Changes of unmyelinated nerve fibers in sural nerve in amyotrophic lateral sclerosis, Parkinson’s disease and multiple system atrophy

Abstract

Quantitative changes in unmyelinated nerve fibers (UMNFs) of sural nerves in patients of amyotrophic lateral sclerosis (ALS), Parkinson’s disease (PD) and multiple system atrophy (MSA) were evaluated using autopsy materials whose pathological diagnosis had been confirmed by careful postmortem examinations.

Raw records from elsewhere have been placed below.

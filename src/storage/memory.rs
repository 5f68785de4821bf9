use std::collections::HashMap;
use std::sync::{Arc, RwLock};

use async_trait::async_trait;

use super::{BlockStore, StorageError};

/// In-memory store for tests and dry runs. Nothing is persisted.
#[derive(Clone, Default)]
pub struct MemoryBlockStore {
    records: Arc<RwLock<HashMap<String, String>>>,
}

impl MemoryBlockStore {
    pub fn new() -> Self {
        Self::default()
    }

    pub fn len(&self) -> usize {
        self.records.read().map(|records| records.len()).unwrap_or(0)
    }

    pub fn is_empty(&self) -> bool {
        self.len() == 0
    }

    pub fn keys(&self) -> Vec<String> {
        self.records
            .read()
            .map(|records| records.keys().cloned().collect())
            .unwrap_or_default()
    }
}

#[async_trait]
impl BlockStore for MemoryBlockStore {
    async fn get_raw(&self, key: &str) -> Result<Option<String>, StorageError> {
        let records = self
            .records
            .read()
            .expect("memory store read lock poisoned");
        Ok(records.get(key).cloned())
    }

    async fn put_raw(&self, key: &str, value: String) -> Result<(), StorageError> {
        let mut records = self
            .records
            .write()
            .expect("memory store write lock poisoned");
        records.insert(key.to_string(), value);
        Ok(())
    }
}
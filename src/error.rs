use crate::node::NodeError;
use crate::storage::StorageError;

#[derive(thiserror::Error, Debug)]
pub enum MalformedDataError {
    #[error("response to `{method}` did not match the expected shape")]
    Decode {
        method: String,
        #[source]
        source: serde_json::Error,
    },
    #[error("output {index} of transaction {txid} does not carry a finite numeric value")]
    NonNumericOutput { txid: String, index: usize },
}

#[derive(thiserror::Error, Debug)]
pub enum Error {
    #[error(transparent)]
    Node(#[from] NodeError),
    #[error(transparent)]
    Malformed(#[from] MalformedDataError),
    #[error(transparent)]
    Storage(#[from] StorageError),
}

pub type Result<T, E = Error> = std::result::Result<T, E>;
use tracing::{debug, info, warn};

use crate::error::Result;
use crate::ingest_stats::INGEST_STATS;
use crate::models::{Block, BlockReference, Checkpoint, Transaction};
use crate::node::ChainNode;
use crate::queue::BlockQueue;
use crate::storage::{self, BlockStore};

#[derive(Debug, Clone, Default)]
pub struct EngineOptions {
    /// `0` means unbounded.
    pub max_blocks_in_storage: u64,
    pub starting_block_hash: Option<String>,
}

#[derive(Debug, Clone, Default, PartialEq, Eq)]
pub struct SyncReport {
    pub tip_height: Option<u64>,
    pub admitted: u64,
    pub gap_filled: u64,
    pub retention_exhausted: bool,
}

pub struct IngestionEngine<N, S, Q> {
    node: N,
    store: S,
    queue: Q,
    checkpoint: Checkpoint,
    first_block: Block,
    last_block: Block,
}

impl<N, S, Q> IngestionEngine<N, S, Q>
where
    N: ChainNode,
    S: BlockStore,
    Q: BlockQueue,
{
    pub async fn cold_start(node: N, store: S, queue: Q, options: &EngineOptions) -> Result<Self> {
        let hash = match &options.starting_block_hash {
            Some(hash) => hash.clone(),
            None => node.since_block(None, None).await?,
        };
        let block = node.block(&hash).await?;
        info!(
            hash = %block.hash,
            height = block.height,
            max_blocks = options.max_blocks_in_storage,
            "cold start of ingestion engine"
        );

        let checkpoint = Checkpoint {
            max_blocks_in_storage: options.max_blocks_in_storage,
            blocks_stored: 0,
            first_block_hash: block.hash.clone(),
            last_block_hash: block.hash.clone(),
            minimal_height: block.height,
            pending_gap: None,
        };

        let mut engine = Self {
            node,
            store,
            queue,
            checkpoint,
            first_block: block.clone(),
            last_block: block.clone(),
        };

        let block = engine.admit_transactions(block).await?;
        engine.admit(&block, |_| {}).await?;
        engine.first_block = block.clone();
        engine.last_block = block;
        Ok(engine)
    }

    /// Makes no node calls. An interrupted ancestry walk recorded in the
    /// checkpoint resumes on the next `sync_to_tip`.
    pub async fn warm_start(node: N, store: S, queue: Q, checkpoint: Checkpoint) -> Result<Self> {
        let first_block = storage::require_block(&store, &checkpoint.first_block_hash).await?;
        let last_block = storage::require_block(&store, &checkpoint.last_block_hash).await?;
        info!(
            first = %first_block.hash,
            last = %last_block.hash,
            last_height = last_block.height,
            blocks_stored = checkpoint.blocks_stored,
            pending_gap = ?checkpoint.pending_gap,
            "warm start of ingestion engine"
        );

        Ok(Self {
            node,
            store,
            queue,
            checkpoint,
            first_block,
            last_block,
        })
    }

    pub async fn resume_or_start(
        node: N,
        store: S,
        queue: Q,
        options: &EngineOptions,
    ) -> Result<Self> {
        match storage::get_checkpoint(&store).await? {
            Some(checkpoint) => Self::warm_start(node, store, queue, checkpoint).await,
            None => Self::cold_start(node, store, queue, options).await,
        }
    }

    pub fn checkpoint(&self) -> &Checkpoint {
        &self.checkpoint
    }

    pub fn first_block(&self) -> &Block {
        &self.first_block
    }

    pub fn last_block(&self) -> &Block {
        &self.last_block
    }

    pub async fn sync_to_tip(&mut self) -> Result<SyncReport> {
        let mut report = SyncReport::default();

        if let Some(hash) = self.checkpoint.pending_gap.clone() {
            info!(%hash, "resuming interrupted gap walk");
            report.gap_filled += self.reconstruct_gap(&hash).await?;
        }

        if self.checkpoint.retention_exhausted() {
            debug!(
                blocks_stored = self.checkpoint.blocks_stored,
                "retention cap reached, ingestion halted"
            );
            report.retention_exhausted = true;
            return Ok(report);
        }

        let tip = self.node.tip_height().await?;
        report.tip_height = Some(tip);

        while tip > self.last_block.height && !self.checkpoint.retention_exhausted() {
            let distance = tip - self.last_block.height;
            let next_hash = self
                .node
                .since_block(Some(self.last_block.hash.as_str()), Some(distance))
                .await?;
            let candidate = self.node.block(&next_hash).await?;

            self.refresh_forward_links().await?;
            let gap_start = if self.last_block.next_blocks.is_empty() {
                candidate.previous_block.clone()
            } else {
                None
            };

            let candidate = self.admit_transactions(candidate).await?;
            // Walk start and new last block land in one checkpoint write.
            let pending = gap_start.clone();
            self.admit(&candidate, |checkpoint| {
                checkpoint.last_block_hash = candidate.hash.clone();
                checkpoint.pending_gap = pending;
            })
            .await?;
            report.admitted += 1;
            info!(hash = %candidate.hash, height = candidate.height, "admitted block");
            self.last_block = candidate;

            if let Some(parent) = gap_start {
                warn!(
                    hash = %self.last_block.hash,
                    height = self.last_block.height,
                    "new block is disconnected from known chain, reconstructing ancestry"
                );
                report.gap_filled += self.reconstruct_gap(&parent).await?;
            }
        }

        report.retention_exhausted = self.checkpoint.retention_exhausted();
        Ok(report)
    }

    /// Walks back from `hash` through parent links, admitting every block until
    /// one is already stored, one sits at or below the minimal height, or one
    /// has no parent. Progress is checkpointed per block; the pending walk is
    /// cleared only once it finishes.
    pub async fn reconstruct_gap(&mut self, hash: &str) -> Result<u64> {
        if self.checkpoint.pending_gap.as_deref() != Some(hash) {
            let start = hash.to_string();
            self.update_checkpoint(|checkpoint| checkpoint.pending_gap = Some(start))
                .await?;
        }

        let mut admitted = 0;
        let mut hash = hash.to_string();

        loop {
            if self.store.contains(&hash).await? {
                debug!(%hash, "gap walk reconnected with stored chain");
                break;
            }

            let block = self.node.block(&hash).await?;
            if block.height <= self.checkpoint.minimal_height {
                debug!(%hash, height = block.height, "gap walk reached minimal height");
                break;
            }

            let block = self.admit_transactions(block).await?;
            let parent = block.previous_block.clone();
            let next = parent.clone();
            self.admit(&block, |checkpoint| checkpoint.pending_gap = next)
                .await?;
            admitted += 1;
            INGEST_STATS.inc_gap_blocks_admitted(1);
            info!(hash = %block.hash, height = block.height, "admitted gap block");

            match parent {
                Some(parent) => hash = parent,
                None => {
                    debug!(hash = %block.hash, "gap walk reached block without parent");
                    break;
                }
            }
        }

        if self.checkpoint.pending_gap.is_some() {
            self.update_checkpoint(|checkpoint| checkpoint.pending_gap = None)
                .await?;
        }
        Ok(admitted)
    }

    async fn refresh_forward_links(&mut self) -> Result<()> {
        let current = self.node.block(&self.last_block.hash).await?;
        self.last_block.next_blocks = current.next_blocks;
        storage::put_block(&self.store, &self.last_block).await?;
        Ok(())
    }

    /// Nothing is persisted unless every transaction decodes.
    async fn admit_transactions(&self, mut block: Block) -> Result<Block> {
        let mut transactions = Vec::with_capacity(block.transaction_ids.len());
        for txid in &block.transaction_ids {
            let raw = self.node.raw_transaction(txid).await?;
            let decoded = self.node.decode_transaction(&raw).await?;
            let amount = decoded.total_output_amount(txid)?;
            transactions.push(Transaction {
                transaction_id: txid.clone(),
                version: decoded.version,
                lock_time: decoded.lock_time,
                amount,
            });
        }

        for transaction in &transactions {
            storage::put_transaction(&self.store, transaction).await?;
        }
        INGEST_STATS.inc_transactions_admitted(transactions.len() as u64);

        block.amount = transactions.iter().map(|t| t.amount).sum();
        Ok(block)
    }

    async fn admit<F>(&mut self, block: &Block, update: F) -> Result<()>
    where
        F: FnOnce(&mut Checkpoint) + Send,
    {
        storage::put_block(&self.store, block).await?;
        self.queue.push(&BlockReference::new(&block.hash)).await?;

        self.update_checkpoint(|checkpoint| {
            checkpoint.blocks_stored += 1;
            update(checkpoint);
        })
        .await?;
        INGEST_STATS.inc_blocks_admitted(1);
        Ok(())
    }

    async fn update_checkpoint<F>(&mut self, update: F) -> Result<()>
    where
        F: FnOnce(&mut Checkpoint) + Send,
    {
        let mut checkpoint = self.checkpoint.clone();
        update(&mut checkpoint);
        storage::put_checkpoint(&self.store, &checkpoint).await?;
        self.checkpoint = checkpoint;
        Ok(())
    }
}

Ordinary ALS cases demonstrated no involvement in cutaneous UMNFs; however, the patients with long survival due to the application of ventilatory support showed bimodality in UMNF diameter histograms, and a patient with involvement of systems other than motor pathways showed an abnormal value in two indices: a low percentage of subunits containing axon(s) and a high mean number of Schwann cell profiles per axon. A significant reduction of the mean value of UMNF density (21%) was found in PD patients. Because the density of myelinated nerve fibers did not show any significant decrease as compared with age-matched controls, the change of nerve fibers in peripheral nervous system was considered to be confined to UMNFs in PD. Elderly PD cases showed enhanced changes in the ageing process, as expressed by the two indices described above. In MSA, the mean value of UMNF density was significantly decreased (23%), and this decrease almost paralleled that of myelinated nerve fiber density. Abnormal values for the two indices described above were found and two out of four cases demonstrated bimodality in the diameter histogram of UMNFs. Unlike MSA, ALS and PD have not been included in the disorders with cutaneous UMNF involvement. Our results supply the first evidence of morphological changes in cutaneous UMNFs in PD cases. In ordinary ALS cases, the emergence of such morphological changes is suggested in cases with long survival.